-------- SUPPLIED MATERIAL
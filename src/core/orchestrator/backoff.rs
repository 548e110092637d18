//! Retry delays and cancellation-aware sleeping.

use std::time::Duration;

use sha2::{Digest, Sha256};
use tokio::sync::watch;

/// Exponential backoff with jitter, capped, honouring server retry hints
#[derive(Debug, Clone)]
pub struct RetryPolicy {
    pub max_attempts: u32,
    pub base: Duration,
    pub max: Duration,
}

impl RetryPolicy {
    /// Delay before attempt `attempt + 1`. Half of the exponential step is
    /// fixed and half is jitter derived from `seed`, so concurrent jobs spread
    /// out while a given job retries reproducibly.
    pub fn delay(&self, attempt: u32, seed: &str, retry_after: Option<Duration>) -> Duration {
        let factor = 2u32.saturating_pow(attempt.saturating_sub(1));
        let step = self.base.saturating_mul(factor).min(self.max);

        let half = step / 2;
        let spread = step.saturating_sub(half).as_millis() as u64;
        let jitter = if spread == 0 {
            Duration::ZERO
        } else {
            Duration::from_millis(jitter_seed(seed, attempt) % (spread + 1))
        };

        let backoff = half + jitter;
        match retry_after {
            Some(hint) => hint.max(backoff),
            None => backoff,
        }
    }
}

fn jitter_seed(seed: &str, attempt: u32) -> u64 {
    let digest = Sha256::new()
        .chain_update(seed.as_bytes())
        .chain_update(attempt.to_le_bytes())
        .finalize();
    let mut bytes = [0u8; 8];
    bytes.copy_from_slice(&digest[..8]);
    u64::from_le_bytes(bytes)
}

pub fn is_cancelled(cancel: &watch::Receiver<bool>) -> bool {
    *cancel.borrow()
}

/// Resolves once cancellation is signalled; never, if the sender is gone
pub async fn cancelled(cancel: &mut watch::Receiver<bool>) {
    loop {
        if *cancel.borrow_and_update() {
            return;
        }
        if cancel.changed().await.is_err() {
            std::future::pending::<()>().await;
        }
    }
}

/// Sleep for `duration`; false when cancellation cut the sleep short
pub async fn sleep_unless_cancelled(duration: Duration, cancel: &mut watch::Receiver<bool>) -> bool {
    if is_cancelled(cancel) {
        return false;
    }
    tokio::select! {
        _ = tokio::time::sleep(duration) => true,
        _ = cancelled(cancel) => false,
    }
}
----------------
### EXERCISE AIM
When a line in the data contains "bool", return it as written.

### PROBLEM SOLUTION
pub fn is_cancelled(cancel: &watch::Receiver<bool>) -> bool {
pub async fn cancelled(cancel: &mut watch::Receiver<bool>) {
pub async fn sleep_unless_cancelled(duration: Duration, cancel: &mut watch::Receiver<bool>) -> bool {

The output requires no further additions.